[Dataset entries]
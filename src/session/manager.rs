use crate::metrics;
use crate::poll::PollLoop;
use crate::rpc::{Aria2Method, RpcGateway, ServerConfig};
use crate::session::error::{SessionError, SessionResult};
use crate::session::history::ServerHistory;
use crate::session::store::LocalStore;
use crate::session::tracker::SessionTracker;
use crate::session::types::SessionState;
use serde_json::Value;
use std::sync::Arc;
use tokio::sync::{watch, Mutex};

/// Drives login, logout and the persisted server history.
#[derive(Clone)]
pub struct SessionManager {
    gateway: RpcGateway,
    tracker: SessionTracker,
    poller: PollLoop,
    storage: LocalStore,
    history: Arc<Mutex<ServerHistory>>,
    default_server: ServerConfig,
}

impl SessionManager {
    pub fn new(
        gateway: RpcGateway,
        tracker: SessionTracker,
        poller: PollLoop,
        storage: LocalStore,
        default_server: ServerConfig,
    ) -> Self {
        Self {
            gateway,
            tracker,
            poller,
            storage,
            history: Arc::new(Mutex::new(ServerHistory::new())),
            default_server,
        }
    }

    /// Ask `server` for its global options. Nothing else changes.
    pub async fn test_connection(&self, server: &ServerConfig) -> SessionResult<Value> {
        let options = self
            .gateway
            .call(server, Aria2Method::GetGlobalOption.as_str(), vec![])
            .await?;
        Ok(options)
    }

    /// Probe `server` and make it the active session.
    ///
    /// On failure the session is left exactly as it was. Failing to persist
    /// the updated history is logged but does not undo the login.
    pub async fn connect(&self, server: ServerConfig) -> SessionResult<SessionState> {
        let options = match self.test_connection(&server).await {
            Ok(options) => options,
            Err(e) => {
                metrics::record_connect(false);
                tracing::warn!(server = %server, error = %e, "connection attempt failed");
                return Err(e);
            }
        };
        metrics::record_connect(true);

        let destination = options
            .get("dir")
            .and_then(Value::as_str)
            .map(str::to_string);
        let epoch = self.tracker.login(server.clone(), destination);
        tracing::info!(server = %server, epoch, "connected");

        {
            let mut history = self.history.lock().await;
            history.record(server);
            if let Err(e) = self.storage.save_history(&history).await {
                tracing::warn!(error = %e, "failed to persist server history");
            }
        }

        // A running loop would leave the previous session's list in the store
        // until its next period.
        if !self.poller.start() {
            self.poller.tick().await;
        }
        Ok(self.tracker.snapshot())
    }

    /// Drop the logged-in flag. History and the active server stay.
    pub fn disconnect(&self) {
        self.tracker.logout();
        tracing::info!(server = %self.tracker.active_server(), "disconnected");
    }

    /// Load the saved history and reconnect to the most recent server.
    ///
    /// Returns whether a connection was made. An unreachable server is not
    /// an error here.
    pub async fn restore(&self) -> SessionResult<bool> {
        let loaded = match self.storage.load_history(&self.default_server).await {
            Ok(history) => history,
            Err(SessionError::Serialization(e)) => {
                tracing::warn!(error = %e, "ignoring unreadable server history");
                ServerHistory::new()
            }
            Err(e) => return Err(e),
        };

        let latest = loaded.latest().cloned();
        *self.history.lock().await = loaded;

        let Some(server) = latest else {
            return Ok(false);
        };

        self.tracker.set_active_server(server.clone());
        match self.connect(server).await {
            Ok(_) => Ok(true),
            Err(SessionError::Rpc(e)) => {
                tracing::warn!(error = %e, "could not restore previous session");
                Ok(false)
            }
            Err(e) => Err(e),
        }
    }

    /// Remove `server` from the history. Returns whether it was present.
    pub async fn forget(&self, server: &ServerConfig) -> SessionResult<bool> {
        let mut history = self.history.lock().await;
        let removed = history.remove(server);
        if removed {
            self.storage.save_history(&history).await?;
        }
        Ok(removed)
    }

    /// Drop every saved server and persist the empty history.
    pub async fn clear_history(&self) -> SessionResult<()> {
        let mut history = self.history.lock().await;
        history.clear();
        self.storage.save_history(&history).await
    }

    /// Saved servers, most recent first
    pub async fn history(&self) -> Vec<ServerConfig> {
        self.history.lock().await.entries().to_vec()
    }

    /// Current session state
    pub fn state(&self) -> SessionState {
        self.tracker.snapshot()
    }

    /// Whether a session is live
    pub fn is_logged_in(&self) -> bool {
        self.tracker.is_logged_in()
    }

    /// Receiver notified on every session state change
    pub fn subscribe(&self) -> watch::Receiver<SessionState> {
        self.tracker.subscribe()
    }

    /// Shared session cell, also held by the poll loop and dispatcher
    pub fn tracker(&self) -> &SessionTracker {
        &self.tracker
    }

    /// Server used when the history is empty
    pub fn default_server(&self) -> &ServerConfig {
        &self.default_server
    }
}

...

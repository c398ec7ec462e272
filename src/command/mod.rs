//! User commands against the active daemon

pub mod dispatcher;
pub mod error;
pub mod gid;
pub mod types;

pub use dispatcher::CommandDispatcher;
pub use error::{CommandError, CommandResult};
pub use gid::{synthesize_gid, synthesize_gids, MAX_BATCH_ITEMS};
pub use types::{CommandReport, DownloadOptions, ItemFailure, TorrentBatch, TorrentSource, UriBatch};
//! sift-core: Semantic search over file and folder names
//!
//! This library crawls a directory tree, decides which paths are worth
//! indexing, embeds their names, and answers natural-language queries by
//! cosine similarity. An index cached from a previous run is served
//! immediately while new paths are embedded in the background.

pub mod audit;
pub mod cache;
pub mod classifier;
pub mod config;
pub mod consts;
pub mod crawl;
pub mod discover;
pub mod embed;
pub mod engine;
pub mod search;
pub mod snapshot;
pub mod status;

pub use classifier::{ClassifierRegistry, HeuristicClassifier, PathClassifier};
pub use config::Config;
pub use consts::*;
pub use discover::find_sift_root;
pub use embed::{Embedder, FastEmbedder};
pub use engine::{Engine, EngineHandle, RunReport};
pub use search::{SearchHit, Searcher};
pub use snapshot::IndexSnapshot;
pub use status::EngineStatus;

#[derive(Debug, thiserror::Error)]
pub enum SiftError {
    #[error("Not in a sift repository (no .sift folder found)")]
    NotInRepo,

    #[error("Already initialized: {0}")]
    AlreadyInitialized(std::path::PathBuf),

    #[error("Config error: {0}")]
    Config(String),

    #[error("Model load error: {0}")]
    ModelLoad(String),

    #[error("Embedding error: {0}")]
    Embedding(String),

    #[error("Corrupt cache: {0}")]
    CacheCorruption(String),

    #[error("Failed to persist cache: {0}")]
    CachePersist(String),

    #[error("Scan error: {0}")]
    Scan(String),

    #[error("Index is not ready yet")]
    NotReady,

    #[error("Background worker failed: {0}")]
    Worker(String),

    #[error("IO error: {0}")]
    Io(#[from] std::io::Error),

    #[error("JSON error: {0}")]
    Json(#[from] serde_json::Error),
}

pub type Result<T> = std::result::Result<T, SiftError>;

---

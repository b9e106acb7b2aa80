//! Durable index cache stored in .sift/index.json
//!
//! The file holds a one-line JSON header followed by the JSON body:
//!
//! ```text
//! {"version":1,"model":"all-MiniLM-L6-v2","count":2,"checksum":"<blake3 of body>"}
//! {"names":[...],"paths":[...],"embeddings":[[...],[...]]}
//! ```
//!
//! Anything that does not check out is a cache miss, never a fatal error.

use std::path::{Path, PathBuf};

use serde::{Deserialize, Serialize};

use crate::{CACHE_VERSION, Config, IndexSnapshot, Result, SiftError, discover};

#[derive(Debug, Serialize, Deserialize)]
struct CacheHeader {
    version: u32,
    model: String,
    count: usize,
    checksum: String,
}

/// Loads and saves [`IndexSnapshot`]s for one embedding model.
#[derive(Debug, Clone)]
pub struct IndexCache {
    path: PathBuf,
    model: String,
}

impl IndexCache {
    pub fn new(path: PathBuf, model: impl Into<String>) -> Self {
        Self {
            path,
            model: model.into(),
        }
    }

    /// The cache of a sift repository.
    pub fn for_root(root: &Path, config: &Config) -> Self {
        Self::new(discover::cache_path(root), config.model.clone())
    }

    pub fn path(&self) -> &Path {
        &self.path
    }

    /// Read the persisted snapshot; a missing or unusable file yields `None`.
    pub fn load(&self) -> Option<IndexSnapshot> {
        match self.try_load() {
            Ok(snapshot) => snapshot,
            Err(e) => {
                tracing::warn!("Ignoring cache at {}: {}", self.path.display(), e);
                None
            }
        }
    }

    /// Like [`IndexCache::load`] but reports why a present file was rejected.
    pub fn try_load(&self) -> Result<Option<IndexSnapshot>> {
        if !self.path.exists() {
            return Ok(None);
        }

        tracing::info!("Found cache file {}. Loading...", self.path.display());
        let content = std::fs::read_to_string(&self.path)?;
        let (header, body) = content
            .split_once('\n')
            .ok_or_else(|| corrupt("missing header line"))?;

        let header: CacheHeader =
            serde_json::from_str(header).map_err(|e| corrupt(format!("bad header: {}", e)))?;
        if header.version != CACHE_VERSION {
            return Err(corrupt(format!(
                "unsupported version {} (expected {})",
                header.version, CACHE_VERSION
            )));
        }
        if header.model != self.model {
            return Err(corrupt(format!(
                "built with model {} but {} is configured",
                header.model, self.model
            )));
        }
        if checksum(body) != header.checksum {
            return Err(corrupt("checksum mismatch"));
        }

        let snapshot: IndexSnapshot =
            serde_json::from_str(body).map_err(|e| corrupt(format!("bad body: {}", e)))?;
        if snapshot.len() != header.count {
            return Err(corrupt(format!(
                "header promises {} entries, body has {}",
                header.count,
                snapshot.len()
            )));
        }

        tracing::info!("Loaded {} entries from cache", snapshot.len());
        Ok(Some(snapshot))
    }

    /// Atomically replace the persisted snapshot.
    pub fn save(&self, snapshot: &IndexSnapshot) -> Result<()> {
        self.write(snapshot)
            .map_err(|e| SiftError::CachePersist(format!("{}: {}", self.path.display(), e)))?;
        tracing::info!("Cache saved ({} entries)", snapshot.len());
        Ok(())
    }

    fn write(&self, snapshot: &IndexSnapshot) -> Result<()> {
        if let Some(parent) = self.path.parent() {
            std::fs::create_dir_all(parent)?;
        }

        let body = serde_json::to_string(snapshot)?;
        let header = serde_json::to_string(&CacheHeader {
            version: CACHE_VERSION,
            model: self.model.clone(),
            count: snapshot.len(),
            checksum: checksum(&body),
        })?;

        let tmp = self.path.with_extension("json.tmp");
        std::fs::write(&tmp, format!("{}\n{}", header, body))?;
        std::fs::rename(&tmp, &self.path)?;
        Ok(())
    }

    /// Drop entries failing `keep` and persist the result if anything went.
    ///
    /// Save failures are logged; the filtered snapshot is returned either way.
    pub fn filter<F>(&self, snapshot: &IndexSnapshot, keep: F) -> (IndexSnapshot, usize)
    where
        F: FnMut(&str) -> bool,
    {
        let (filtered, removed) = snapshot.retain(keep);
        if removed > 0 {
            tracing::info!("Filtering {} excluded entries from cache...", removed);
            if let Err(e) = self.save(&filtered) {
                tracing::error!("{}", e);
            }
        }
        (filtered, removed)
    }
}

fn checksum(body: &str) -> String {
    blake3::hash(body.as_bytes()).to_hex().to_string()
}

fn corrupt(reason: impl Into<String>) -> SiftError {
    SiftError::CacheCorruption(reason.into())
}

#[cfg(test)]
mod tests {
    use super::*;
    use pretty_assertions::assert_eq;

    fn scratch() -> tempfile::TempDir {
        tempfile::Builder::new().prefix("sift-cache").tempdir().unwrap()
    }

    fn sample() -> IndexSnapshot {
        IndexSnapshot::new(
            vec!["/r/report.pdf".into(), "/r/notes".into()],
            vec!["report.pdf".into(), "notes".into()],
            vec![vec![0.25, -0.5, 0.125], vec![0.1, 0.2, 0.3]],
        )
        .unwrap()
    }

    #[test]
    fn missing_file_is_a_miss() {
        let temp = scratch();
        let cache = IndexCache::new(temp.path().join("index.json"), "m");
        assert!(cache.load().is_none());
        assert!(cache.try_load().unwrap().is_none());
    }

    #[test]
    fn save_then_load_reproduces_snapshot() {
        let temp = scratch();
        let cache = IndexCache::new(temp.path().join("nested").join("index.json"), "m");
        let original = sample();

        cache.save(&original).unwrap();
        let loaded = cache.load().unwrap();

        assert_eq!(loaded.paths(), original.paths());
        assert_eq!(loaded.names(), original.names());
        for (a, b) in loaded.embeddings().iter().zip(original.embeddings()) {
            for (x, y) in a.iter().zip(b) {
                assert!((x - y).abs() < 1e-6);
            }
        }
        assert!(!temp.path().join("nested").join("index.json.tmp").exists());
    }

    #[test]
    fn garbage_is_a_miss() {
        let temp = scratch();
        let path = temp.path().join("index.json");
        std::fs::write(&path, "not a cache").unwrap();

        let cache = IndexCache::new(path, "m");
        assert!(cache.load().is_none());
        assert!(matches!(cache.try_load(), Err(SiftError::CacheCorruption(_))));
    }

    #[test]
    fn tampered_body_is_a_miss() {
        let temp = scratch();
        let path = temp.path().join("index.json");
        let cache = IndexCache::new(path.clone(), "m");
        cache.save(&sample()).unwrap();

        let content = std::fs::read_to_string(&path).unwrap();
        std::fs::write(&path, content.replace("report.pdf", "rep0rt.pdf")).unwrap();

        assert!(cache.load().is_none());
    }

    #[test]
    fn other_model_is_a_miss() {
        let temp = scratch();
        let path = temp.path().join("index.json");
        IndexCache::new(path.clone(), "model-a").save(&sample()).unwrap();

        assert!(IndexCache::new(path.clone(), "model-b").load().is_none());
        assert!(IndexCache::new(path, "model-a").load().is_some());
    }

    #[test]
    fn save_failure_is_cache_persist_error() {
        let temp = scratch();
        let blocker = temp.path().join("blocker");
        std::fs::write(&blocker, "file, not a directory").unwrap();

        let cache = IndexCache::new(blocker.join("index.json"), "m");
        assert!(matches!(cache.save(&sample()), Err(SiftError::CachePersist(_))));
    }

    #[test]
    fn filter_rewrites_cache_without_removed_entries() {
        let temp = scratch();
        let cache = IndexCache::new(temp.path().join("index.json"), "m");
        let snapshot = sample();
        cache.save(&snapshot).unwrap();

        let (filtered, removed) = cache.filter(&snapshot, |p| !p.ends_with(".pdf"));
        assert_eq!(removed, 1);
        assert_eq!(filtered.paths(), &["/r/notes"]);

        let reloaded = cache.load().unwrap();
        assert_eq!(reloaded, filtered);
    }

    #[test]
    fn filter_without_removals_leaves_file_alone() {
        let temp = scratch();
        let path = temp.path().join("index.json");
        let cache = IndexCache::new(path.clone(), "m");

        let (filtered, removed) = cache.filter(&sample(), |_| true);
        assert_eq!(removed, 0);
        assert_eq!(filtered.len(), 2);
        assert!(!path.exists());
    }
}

> _Your instructions_:
Reprint exactly the lines above that start at the one with "filename src/session/manager.rs" and end at the one with "pub struct SessionManager", keeping both and adding none.

> _Written answer_:
filename src/session/manager.rs
use crate::metrics;
use crate::poll::PollLoop;
use crate::rpc::{Aria2Method, RpcGateway, ServerConfig};
use crate::session::error::{SessionError, SessionResult};
use crate::session::history::ServerHistory;
use crate::session::store::LocalStore;
use crate::session::tracker::SessionTracker;
use crate::session::types::SessionState;
use serde_json::Value;
use std::sync::Arc;
use tokio::sync::{watch, Mutex};

/// Drives login, logout and the persisted server history.
#[derive(Clone)]
pub struct SessionManager {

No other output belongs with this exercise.